The keto diet has long been praised for accomplishing what many diets cannot.

These accomplishments include:

  • Improving brain function
  • Providing your body with more energy
  • Enabling you to achieve peak performance
  • Weight loss [1]

Like all good things, however, it has its pitfalls as well.

One of the more common gripes people have with the ketogenic diet is the headaches and other unpleasant symptoms that often accompany the first few weeks. These unpleasant symptoms are commonly referred to as the keto flu.

While this can be an encumbrance, there are plenty of ways you can avoid the keto headache to ensure only smooth sailing on your carbless journey.

Body Changes on the Keto Diet

To understand why keto headaches occur, it’s important to also understand what’s happening to your body when switching to a low-carb, high-fat diet like the ketogenic diet.

Carbohydrates are a normal part of most people’s everyday diet, and our bodies and brains have learned to rely on these carbs as its primary source for fuel. So what happens when you transition to a diet very low in carbs and higher in fat?

In a nutshell, this creates a bit of metabolic “confusion,” as your body is adapting to using ketones from fats for energy instead of carbs (a.k.a glucose). This initial “induction phase” typically leads to some unpleasant flu-like symptoms—hence the term “keto flu”—such as brain fog and headaches.

Your body is going through a drastic metabolic shift and therefore experiencing physiological withdrawal from the lack of carbs.

When you start restricting your carb intake while simultaneously increasing your fats, your body will burn through its last stores of glycogen. This leads to brain fog and lack of focus since your brain doesn’t know where to pull energy from.

Stress on Your Body

Since there is no longer sugar from carbohydrates in your diet, your body will have lower blood sugar levels while also increasing in cortisol.[3]
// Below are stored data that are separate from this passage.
//! Per-job import
//!
//! Runs one resolved job end to end: existence guard, then the
//! search-type and page loops, handing each fetched page straight to the
//! destination. Nothing is retained in memory across pages.

use chrono::NaiveDate;
use indicatif::ProgressBar;
use serpline_core::fmt_num;

use crate::api::{AnalyticsRequest, ROW_LIMIT, SearchAnalyticsApi};
use crate::error::JobError;
use crate::job::JobDescriptor;
use crate::sink::Destination;

/// Counters for one completed job.
#[derive(Debug, Default, Clone, Copy)]
pub struct JobStats {
    pub rows: usize,
    pub pages: usize,
}

/// How one job ended (short of failing).
#[derive(Debug, Clone, Copy)]
pub enum JobOutcome {
    Loaded(JobStats),
    /// The destination already holds rows for the target day
    SkippedExisting,
}

/// Import one job for its target day.
pub fn run_job(
    job: &JobDescriptor,
    date: NaiveDate,
    api: &dyn SearchAnalyticsApi,
    dest: &Destination,
    pb: &ProgressBar,
) -> Result<JobOutcome, JobError> {
    if dest.has_existing_data(date).map_err(JobError::Sink)? {
        log::info!(
            "{}: {} already has data for {date}, skipping",
            job.property,
            dest.describe()
        );
        return Ok(JobOutcome::SkippedExisting);
    }

    let mut stats = JobStats::default();

    for search_type in &job.search_types {
        // Row offset restarts for every search type
        let mut page_index = 0usize;

        loop {
            pb.set_message(format!(
                "{search_type}: page {} ({} rows)",
                page_index + 1,
                fmt_num(stats.rows)
            ));

            let request = AnalyticsRequest::for_page(job, date, search_type, page_index);
            let response = api.query(&job.property, &request)?;

            // No rows field at all: the explicit end-of-data signal
            let Some(rows) = response.rows else { break };

            let fetched = rows.len();
            stats.pages += 1;
            stats.rows += fetched;

            if !rows.is_empty() {
                let records =
                    dest.transform(&rows, &job.property, date, &job.dimensions, search_type);
                dest.write(records).map_err(JobError::Sink)?;
            }

            log::debug!(
                "{}: {search_type} page {} -> {fetched} rows",
                job.property,
                page_index + 1
            );

            // A short page means everything was fetched
            if fetched < ROW_LIMIT {
                break;
            }
            page_index += 1;
        }
    }

    log::info!(
        "{}: loaded {} rows over {} pages into {}",
        job.property,
        fmt_num(stats.rows),
        stats.pages,
        dest.describe()
    );
    Ok(JobOutcome::Loaded(stats))
}
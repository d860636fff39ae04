//! Job descriptors
//!
//! A [`JobDescriptor`] is one fully-resolved import job: a (property,
//! settings) pair with every override applied and validated. Descriptors
//! are built fresh per run and never mutated afterwards.

use std::path::PathBuf;

use chrono::{Days, NaiveDate};

use crate::config::{
    DEFAULT_DIMENSIONS, DEFAULT_LOOKBACK_DAYS, DEFAULT_SEARCH_TYPES, DestinationConfig,
    DestinationKind, PropertySettings,
};
use crate::error::JobError;

/// Where one job writes its records.
#[derive(Debug, Clone, PartialEq, Eq)]
pub enum DestinationSpec {
    Warehouse {
        table: String,
        dataset: Option<String>,
    },
    DocumentStore {
        collection: String,
    },
}

/// One fully-resolved import job.
#[derive(Debug, Clone)]
pub struct JobDescriptor {
    /// URI-like identifier of the site
    pub property: String,
    /// Days back from today for the single-day request window
    pub lookback_days: u32,
    /// Breakdown axes, in request and decode order
    pub dimensions: Vec<String>,
    /// Search types iterated in configured order
    pub search_types: Vec<String>,
    /// Extra aggregation request parameter; empty = unset
    pub aggregation_mode: String,
    pub destination: DestinationSpec,
    /// Per-property credential file, consumed by the caller's token loading
    pub credentials: Option<PathBuf>,
}

impl JobDescriptor {
    /// Resolve one (property, settings) pair into a job, applying defaults
    /// for absent overrides and validating the result.
    pub fn resolve(
        property: &str,
        settings: &PropertySettings,
        destination: &DestinationConfig,
    ) -> Result<Self, JobError> {
        let lookback_days = settings.date_days_ago.unwrap_or(DEFAULT_LOOKBACK_DAYS);

        let dimensions = match &settings.dimensions {
            Some(dims) => dims.clone(),
            None => DEFAULT_DIMENSIONS.iter().map(|s| s.to_string()).collect(),
        };
        if dimensions.is_empty() {
            return Err(JobError::Config(format!(
                "{property}: dimensions must not be empty"
            )));
        }
        for (i, dim) in dimensions.iter().enumerate() {
            if dimensions[..i].contains(dim) {
                return Err(JobError::Config(format!(
                    "{property}: duplicate dimension '{dim}'"
                )));
            }
        }

        let search_types = match &settings.search_types {
            Some(types) => types.clone(),
            None => DEFAULT_SEARCH_TYPES.iter().map(|s| s.to_string()).collect(),
        };
        if search_types.is_empty() {
            return Err(JobError::Config(format!(
                "{property}: searchTypes must not be empty"
            )));
        }

        let aggregation_mode = settings.aggregation_type.clone().unwrap_or_default();

        let destination = match destination.kind {
            DestinationKind::Warehouse => match settings.tablename.as_deref() {
                Some(table) if !table.is_empty() => DestinationSpec::Warehouse {
                    table: table.to_string(),
                    dataset: settings.dataset.clone(),
                },
                _ => {
                    return Err(JobError::Config(format!(
                        "{property}: missing tablename for warehouse destination"
                    )));
                }
            },
            DestinationKind::DocumentStore => DestinationSpec::DocumentStore {
                collection: destination.collection.clone(),
            },
        };

        Ok(Self {
            property: property.to_string(),
            lookback_days,
            dimensions,
            search_types,
            aggregation_mode,
            destination,
            credentials: settings.credentials.clone(),
        })
    }

    /// Target day for this job: `today - lookback_days`.
    pub fn request_date(&self, today: NaiveDate) -> Option<NaiveDate> {
        today.checked_sub_days(Days::new(u64::from(self.lookback_days)))
    }

    /// Short display label for logs and progress lines.
    pub fn label(&self) -> String {
        match &self.destination {
            DestinationSpec::Warehouse { table, .. } => {
                format!("{} -> {table}", self.property)
            }
            DestinationSpec::DocumentStore { collection } => {
                format!("{} -> {collection}", self.property)
            }
        }
    }
}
Cortisol is a stress hormone released by your adrenal glands to ensure your body has sufficient energy for survival.

Having low blood sugar levels indicates to your brain to send a signal to the adrenals to release cortisol. Cortisol may then signal the liver to initiate a process known as gluconeogenesis to help convert amino acids into glucose for energetic purposes.

However, so long as you’re consuming adequate fat, gluconeogenesis will remain negligible.

The important thing to remember is that your body will adapt, and overall, it prefers using fat for fuel instead of protein through ketosis.

Other Keto Flu Symptoms

Headaches aside, it’s common to experience some other keto flu symptoms in the induction phase, including:

  • Sugar cravings
  • Irritability
  • Nausea
  • Dizziness
  • Fatigue
  • Brain fog

How long it lasts

The duration of headaches and other keto flu symptoms really varies from person to person, but typically can range anywhere from a few days up to a month, and generally occurs within the first few weeks of starting the ketogenic diet.

So Why Does the Keto Headache Happen?

Simply put, keto headaches occur because of electrolyte imbalances, dehydration, and carb withdrawal. When adapting to the ketogenic lifestyle, your body will naturally begin excreting excess water, which can lead to weight loss, but also dehydration.

Being in the state of ketosis also has a strong diuretic effect, meaning your body is excreting both water and electrolytes—mainly magnesium, potassium, and sodium.

By flushing out the water in your body, you’re also flushing out these essential electrolytes needed for brain and body function With that being said, be sure to stay hydrated and to consume plenty of essential electrolytes while on keto.

How to Prevent the Keto Flu

At this point, you may be wondering how to best prevent keto headaches and ease the transition your body is taking by switching to a very-low-carb diet.

The key is flexibility. Optimize your body’s metabolic flexibility so it can more easily switch from one source of fuel to another.

1. Increase your fat intake

By indulging in more dietary fats, your body will more easily grow accustomed to using fats as its source of energy. Remember, fats are replacing carbs as the main source of fuel and calories, so you need to consume more fats than you were before.

You should be aiming for getting 65%-70% of your total calories from fats.

2. Have some salt with your water

Before scoffing at the idea of drinking salt water, hear me out. When on a low-carb diet, your insulin levels will naturally decrease, meaning your body will be unable to hold as much sodium as it may have been previously used to.[4]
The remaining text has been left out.